→ **Problem statement**: Go to the line that includes "portfolio.set_page(40);" and retype it, then every line after it to the end of the data, adding nothing.
=== Section Start ===
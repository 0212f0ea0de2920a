//! Portfolio summaries by strategic cluster and by classification tier

use std::collections::BTreeMap;

use crate::core::catalog::CLUSTERS;
use crate::core::entity::Classification;
use crate::entities::record::{Record, RecordId};

/// Aggregates for one cluster
#[derive(Debug, Clone, PartialEq)]
pub struct ClusterSummary {
    /// Cluster value as stored on records
    pub cluster: String,
    /// Catalog title, when the cluster is a known one
    pub title: Option<&'static str>,
    pub count: usize,
    pub average_total: f64,
    pub revenue_total: f64,
    /// Highest-scoring idea as (id, name, total)
    pub top: Option<(RecordId, String, u32)>,
}

/// Summarize records per cluster.
///
/// Every catalog cluster appears, in catalog order, even when empty.
/// Clusters not in the catalog follow alphabetically.
pub fn cluster_summaries(records: &[Record]) -> Vec<ClusterSummary> {
    let mut groups: BTreeMap<String, Vec<&Record>> = BTreeMap::new();
    for record in records {
        let cluster = record.cluster.trim();
        if !cluster.is_empty() {
            groups.entry(cluster.to_string()).or_default().push(record);
        }
    }

    let mut summaries: Vec<ClusterSummary> = CLUSTERS
        .iter()
        .map(|c| {
            let members = groups.remove(c.short_title).unwrap_or_default();
            summarize(c.short_title.to_string(), Some(c.title), &members)
        })
        .collect();

    summaries.extend(
        groups
            .into_iter()
            .map(|(cluster, members)| summarize(cluster, None, &members)),
    );
    summaries
}

fn summarize(cluster: String, title: Option<&'static str>, members: &[&Record]) -> ClusterSummary {
    let count = members.len();
    let total: u32 = members.iter().map(|r| r.total()).sum();
    let average_total = if count == 0 {
        0.0
    } else {
        f64::from(total) / count as f64
    };
    let top = members
        .iter()
        .max_by_key(|r| r.total())
        .map(|r| (r.id, r.name.clone(), r.total()));

    ClusterSummary {
        cluster,
        title,
        count,
        average_total,
        revenue_total: members.iter().map(|r| r.revenue_estimate).sum(),
        top,
    }
}

/// Number of records per classification tier, highest tier first
pub fn tier_counts(records: &[Record]) -> Vec<(Classification, usize)> {
    Classification::ALL
        .iter()
        .map(|tier| {
            let count = records.iter().filter(|r| r.classification() == *tier).count();
            (*tier, count)
        })
        .collect()
}
//! Persistence gateway abstraction
//!
//! Provides a trait-based interface over the portfolio backend:
//! - HTTP backend speaking the `{action, payload}` envelope
//! - In-process demo backend with the same contract

pub mod demo;
pub mod envelope;
pub mod http;
pub mod webhook;

use std::sync::Arc;

use async_trait::async_trait;
use thiserror::Error;

use crate::core::config::Config;
use crate::entities::record::{NewRecord, Record, RecordId};

pub use demo::DemoGateway;
pub use http::HttpGateway;
pub use webhook::{AutomationPayload, WebhookClient};

/// Errors raised by gateway calls.
#[derive(Debug, Clone, PartialEq, Error)]
pub enum GatewayError {
    /// The request never got a response
    #[error("Could not reach the server. Check your connection. Details: {0}")]
    Transport(String),

    /// The backend answered with something that is not the expected envelope
    #[error("Unexpected response from the backend: {0}")]
    Protocol(String),

    /// The backend answered with a non-2xx status
    #[error("API error: {status} - {body}")]
    Http { status: u16, body: String },

    /// The backend parsed the request and rejected it
    #[error("{message}")]
    Business {
        message: String,
        code: Option<String>,
    },

    /// The automation webhook answered with a non-2xx status
    #[error("Failed to send to webhook: {status} - {body}")]
    Webhook { status: u16, body: String },

    /// A required endpoint or client setting is missing
    #[error("{0}")]
    NotConfigured(String),
}

impl GatewayError {
    /// Structured failure code carried by the envelope, if any
    pub fn code(&self) -> Option<&str> {
        match self {
            GatewayError::Business { code, .. } => code.as_deref(),
            _ => None,
        }
    }
}

/// Backend CRUD plus the automation side-channel.
///
/// Every call resolves with its payload or fails with a human-readable
/// error; nothing is retried.
#[async_trait]
pub trait Gateway: Send + Sync {
    /// Short description of the backend for status output
    fn describe(&self) -> String;

    /// Whether this is the in-process demo backend
    fn is_demo(&self) -> bool;

    /// Fetch every record
    async fn fetch_all(&self) -> Result<Vec<Record>, GatewayError>;

    /// Create a record; the backend assigns id, date and zero scores
    async fn create(&self, record: NewRecord) -> Result<Record, GatewayError>;

    /// Full-record upsert by id
    async fn update(&self, record: Record) -> Result<Record, GatewayError>;

    /// Delete by id, returning the deleted id
    async fn delete(&self, id: RecordId) -> Result<RecordId, GatewayError>;

    /// Send a record to the automation workflow
    async fn trigger_automation(&self, record: &Record, note: &str) -> Result<(), GatewayError>;
}

/// Build the gateway selected by the configuration
pub fn connect(config: &Config) -> Result<Arc<dyn Gateway>, GatewayError> {
    match config.backend_url() {
        Some(url) => {
            tracing::debug!(url = %url, "using HTTP backend");
            let gateway = HttpGateway::new(
                url,
                config.timeout(),
                config.webhook_url().map(str::to_string),
            )?;
            Ok(Arc::new(gateway))
        }
        None => {
            let (min, max) = config.demo_latency();
            tracing::debug!(min_ms = min, max_ms = max, "using demo backend");
            Ok(Arc::new(DemoGateway::seeded().with_latency(min, max)))
        }
    }
}

#[cfg(test)]
mod tests {
    use super::*;

    #[test]
    fn test_transport_message_prefix() {
        let err = GatewayError::Transport("connection refused".to_string());
        assert_eq!(
            err.to_string(),
            "Could not reach the server. Check your connection. Details: connection refused"
        );
    }

    #[test]
    fn test_connect_defaults_to_demo() {
        let gateway = connect(&Config::default()).unwrap();
        assert!(gateway.is_demo());

        let config = Config {
            backend_url: Some("http://127.0.0.1:9/exec".to_string()),
            ..Default::default()
        };
        let gateway = connect(&config).unwrap();
        assert!(!gateway.is_demo());
    }
}
#[cfg(test)]
mod tests {
    use super::*;
    use crate::core::entity::{Classification, Status};
    use crate::core::gateway::DemoGateway;
    use async_trait::async_trait;
    use std::collections::HashSet;

    /// Demo backend that rejects updates for chosen ids and, optionally, every automation
    struct Flaky {
        inner: DemoGateway,
        reject: HashSet<RecordId>,
        webhook_down: bool,
    }

    #[async_trait]
    impl Gateway for Flaky {
        fn describe(&self) -> String {
            "flaky".to_string()
        }
        fn is_demo(&self) -> bool {
            true
        }
        async fn fetch_all(&self) -> Result<Vec<Record>, GatewayError> {
            self.inner.fetch_all().await
        }
        async fn create(&self, record: NewRecord) -> Result<Record, GatewayError> {
            self.inner.create(record).await
        }
        async fn update(&self, record: Record) -> Result<Record, GatewayError> {
            if self.reject.contains(&record.id) {
                return Err(GatewayError::Business {
                    message: format!("Service with id {} not found.", record.id),
                    code: None,
                });
            }
            self.inner.update(record).await
        }
        async fn delete(&self, id: RecordId) -> Result<RecordId, GatewayError> {
            self.inner.delete(id).await
        }
        async fn trigger_automation(&self, record: &Record, note: &str) -> Result<(), GatewayError> {
            if self.webhook_down {
                return Err(GatewayError::Webhook {
                    status: 502,
                    body: "Bad Gateway".to_string(),
                });
            }
            self.inner.trigger_automation(record, note).await
        }
    }

    /// Backend that is never reachable
    struct Offline;

    #[async_trait]
    impl Gateway for Offline {
        fn describe(&self) -> String {
            "offline".to_string()
        }
        fn is_demo(&self) -> bool {
            false
        }
        async fn fetch_all(&self) -> Result<Vec<Record>, GatewayError> {
            Err(GatewayError::Transport("TypeError: Failed to fetch".to_string()))
        }
        async fn create(&self, _: NewRecord) -> Result<Record, GatewayError> {
            Err(GatewayError::Transport("offline".to_string()))
        }
        async fn update(&self, _: Record) -> Result<Record, GatewayError> {
            Err(GatewayError::Transport("offline".to_string()))
        }
        async fn delete(&self, _: RecordId) -> Result<RecordId, GatewayError> {
            Err(GatewayError::Transport("offline".to_string()))
        }
        async fn trigger_automation(&self, _: &Record, _: &str) -> Result<(), GatewayError> {
            Err(GatewayError::Transport("offline".to_string()))
        }
    }

    async fn loaded(gateway: Arc<dyn Gateway>) -> Portfolio {
        let mut portfolio = Portfolio::new(gateway);
        portfolio.load().await.unwrap();
        portfolio
    }

    fn new_record(name: &str) -> NewRecord {
        NewRecord {
            name: name.to_string(),
            description: "Benefit".to_string(),
            target_audience: "Everyone".to_string(),
            business_model: "rental".to_string(),
            cluster: "Flexible Access".to_string(),
            status: Status::UnderReview,
            creator_name: "Dana".to_string(),
        }
    }

    #[tokio::test]
    async fn test_load_and_default_view() {
        let portfolio = loaded(Arc::new(DemoGateway::seeded())).await;
        let view = portfolio.view();
        assert_eq!(view.matched, 3);
        assert_eq!(view.page, 1);
        // total descending: 21, 21, 18
        assert_eq!(view.rows[2].record.id, 3);
        assert_eq!(view.rows[2].classification, Classification::High);
    }

    #[tokio::test]
    async fn test_partial_save_keeps_failed_entry_dirty() {
        let gateway = Flaky {
            inner: DemoGateway::seeded(),
            reject: [2].into_iter().collect(),
            webhook_down: false,
        };
        let mut portfolio = loaded(Arc::new(gateway)).await;
        let mut events = portfolio.subscribe();

        portfolio.set_field_str(1, "feasibility", "1").unwrap();
        portfolio.set_field_str(2, "feasibility", "1").unwrap();

        let report = portfolio.save().await;
        assert_eq!(report.outcome(), FlushOutcome::Partial);
        assert_eq!(report.saved, vec![1]);
        assert_eq!(portfolio.dirty_ids(), vec![2]);

        // canonical store reflects only the success
        let snapshot = portfolio.snapshot();
        assert_eq!(snapshot.iter().find(|r| r.id == 1).unwrap().scores.get(3), 1);
        assert_eq!(snapshot.iter().find(|r| r.id == 2).unwrap().scores.get(3), 4);

        let mut saw_failure = false;
        while let Ok(event) = events.try_recv() {
            if let PortfolioEvent::Notice {
                level: NoticeLevel::Error,
                message,
            } = event
            {
                assert!(message.contains("idea 2"));
                saw_failure = true;
            }
        }
        assert!(saw_failure);
    }

    #[tokio::test]
    async fn test_full_save_empties_buffer() {
        let mut portfolio = loaded(Arc::new(DemoGateway::seeded())).await;
        portfolio.set_field_str(3, "score_0", "99").unwrap();
        portfolio.set_field_str(3, "revenue", "-5").unwrap();

        let shown = portfolio.record(3).unwrap();
        assert_eq!(shown.scores.get(0), 5);
        assert_eq!(shown.revenue_estimate, 0.0);

        let report = portfolio.save().await;
        assert_eq!(report.outcome(), FlushOutcome::Complete);
        assert!(portfolio.dirty_ids().is_empty());

        // the backend kept it too
        let fresh = loaded(Arc::clone(portfolio.gateway())).await;
        assert_eq!(fresh.record(3).unwrap().scores.get(0), 5);
    }

    #[tokio::test]
    async fn test_invalid_edits_are_rejected_locally() {
        let mut portfolio = loaded(Arc::new(DemoGateway::seeded())).await;
        assert!(matches!(
            portfolio.set_field_str(1, "colour", "red"),
            Err(PortfolioError::Field(FieldError::UnknownField(_)))
        ));
        assert!(matches!(
            portfolio.set_field_str(99, "name", "x"),
            Err(PortfolioError::Edit(EditError::UnknownRecord(99)))
        ));
        assert!(portfolio.dirty_ids().is_empty());
    }

    #[tokio::test]
    async fn test_add_validates_before_backend() {
        let mut portfolio = loaded(Arc::new(DemoGateway::seeded())).await;
        let err = portfolio
            .add(NewRecord {
                cluster: String::new(),
                ..new_record("No cluster")
            })
            .await
            .unwrap_err();
        assert!(matches!(err, PortfolioError::Field(FieldError::MissingField("cluster"))));
        assert_eq!(portfolio.len(), 3);

        let created = portfolio.add(new_record("Drone Repair")).await.unwrap();
        assert_eq!(created.id, 4);
        assert_eq!(portfolio.len(), 4);
    }

    #[tokio::test]
    async fn test_delete_drops_pending_edit() {
        let mut portfolio = loaded(Arc::new(DemoGateway::seeded())).await;
        portfolio.set_field_str(2, "name", "Renamed").unwrap();
        portfolio.delete(2).await.unwrap();

        assert!(portfolio.record(2).is_none());
        assert!(!portfolio.is_dirty(2));
        assert!(matches!(
            portfolio.delete(2).await,
            Err(PortfolioError::UnknownRecord(2))
        ));
    }

    #[tokio::test]
    async fn test_discard_all_restores_canonical_view() {
        let mut portfolio = loaded(Arc::new(DemoGateway::seeded())).await;
        let before = portfolio.view();
        portfolio.set_field_str(3, "alignment", "5").unwrap();
        portfolio.set_field_str(1, "status", "cancelled").unwrap();
        assert_ne!(portfolio.view(), before);

        assert_eq!(portfolio.discard_all(), 2);
        assert_eq!(portfolio.view().rows.len(), before.rows.len());
        for (a, b) in portfolio.view().rows.iter().zip(before.rows.iter()) {
            assert_eq!(a.record, b.record);
            assert!(!a.dirty);
        }
    }

    #[tokio::test]
    async fn test_load_failure_is_classified_and_kept() {
        let mut portfolio = Portfolio::new(Arc::new(Offline));
        let diagnosis = portfolio.load().await.unwrap_err();
        assert_eq!(
            diagnosis.category,
            crate::core::diagnose::ErrorCategory::Connectivity
        );
        assert!(portfolio.load_error().is_some());
        assert!(portfolio.is_empty());
    }

    #[tokio::test]
    async fn test_export_refuses_empty_store() {
        let portfolio = Portfolio::new(Arc::new(DemoGateway::with_records(Vec::new())));
        assert!(matches!(portfolio.export_csv(), Err(ExportError::Empty)));
    }

    #[tokio::test]
    async fn test_export_ignores_buffer() {
        let mut portfolio = loaded(Arc::new(DemoGateway::seeded())).await;
        portfolio.set_field_str(1, "name", "Unsaved Name").unwrap();
        let csv = portfolio.export_csv().unwrap();
        assert!(!csv.contains("Unsaved Name"));
        assert!(csv.contains("Smart Home Consulting"));
    }

    #[tokio::test]
    async fn test_automation_failure_leaves_store_untouched() {
        let gateway = Flaky {
            inner: DemoGateway::seeded(),
            reject: HashSet::new(),
            webhook_down: true,
        };
        let mut portfolio = loaded(Arc::new(gateway)).await;
        portfolio.set_field_str(2, "feasibility", "1").unwrap();
        let snapshot = portfolio.snapshot();
        let view = portfolio.view();
        let mut events = portfolio.subscribe();

        let err = portfolio.trigger_automation(1, "review please").await.unwrap_err();
        assert!(matches!(err, PortfolioError::Gateway(GatewayError::Webhook { status: 502, .. })));

        assert_eq!(portfolio.snapshot(), snapshot);
        assert_eq!(portfolio.view(), view);
        assert_eq!(portfolio.dirty_ids(), vec![2]);
        match events.try_recv() {
            Ok(PortfolioEvent::Notice { level, message }) => {
                assert_eq!(level, NoticeLevel::Error);
                assert!(message.starts_with("Failed to send to automation"));
            }
            other => panic!("unexpected event: {:?}", other),
        }
        assert!(events.try_recv().is_err());
    }

    #[tokio::test]
    async fn test_automation_unknown_id_is_rejected() {
        let portfolio = loaded(Arc::new(DemoGateway::seeded())).await;
        assert!(matches!(
            portfolio.trigger_automation(99, "x").await,
            Err(PortfolioError::UnknownRecord(99))
        ));
        portfolio.trigger_automation(1, "review please").await.unwrap();
        assert_eq!(portfolio.len(), 3);
    }

    #[tokio::test]
    async fn test_stored_page_follows_shrinking_portfolio() {
        let records: Vec<Record> = (1..=11)
            .map(|id| {
                serde_json::from_value(serde_json::json!({
                    "id": id,
                    "service": format!("Idea {}", id),
                    "cluster": "Smart Home"
                }))
                .unwrap()
            })
            .collect();
        let mut portfolio = loaded(Arc::new(DemoGateway::with_records(records))).await;

        portfolio.set_page(2);
        assert_eq!(portfolio.view().page, 2);
        assert_eq!(portfolio.view().page_count, 2);

        portfolio.delete(11).await.unwrap();
        assert_eq!(portfolio.view_state().page, 1);
        assert_eq!(portfolio.view().page_count, 1);

        // growing back does not jump to the old page
        portfolio.add(new_record("Drone Repair")).await.unwrap();
        assert_eq!(portfolio.view().page_count, 2);
        assert_eq!(portfolio.view_state().page, 1);
        assert_eq!(portfolio.view().page, 1);

        portfolio.set_page(40);
        assert_eq!(portfolio.view_state().page, 2);
    }

    #[tokio::test]
    async fn test_filter_change_resets_page() {
        let mut portfolio = loaded(Arc::new(DemoGateway::seeded())).await;
        portfolio.set_page(3);
        portfolio.set_filter(Filter {
            cluster: Some("Tech Support".to_string()),
            ..Default::default()
        });
        assert_eq!(portfolio.view_state().page, 1);
        assert_eq!(portfolio.view().matched, 1);
    }
}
=== Section End ===
→ **Response to the exercise**:
        portfolio.set_page(40);
        assert_eq!(portfolio.view_state().page, 2);
    }

    #[tokio::test]
    async fn test_filter_change_resets_page() {
        let mut portfolio = loaded(Arc::new(DemoGateway::seeded())).await;
        portfolio.set_page(3);
        portfolio.set_filter(Filter {
            cluster: Some("Tech Support".to_string()),
            ..Default::default()
        });
        assert_eq!(portfolio.view_state().page, 1);
        assert_eq!(portfolio.view().matched, 1);
    }
}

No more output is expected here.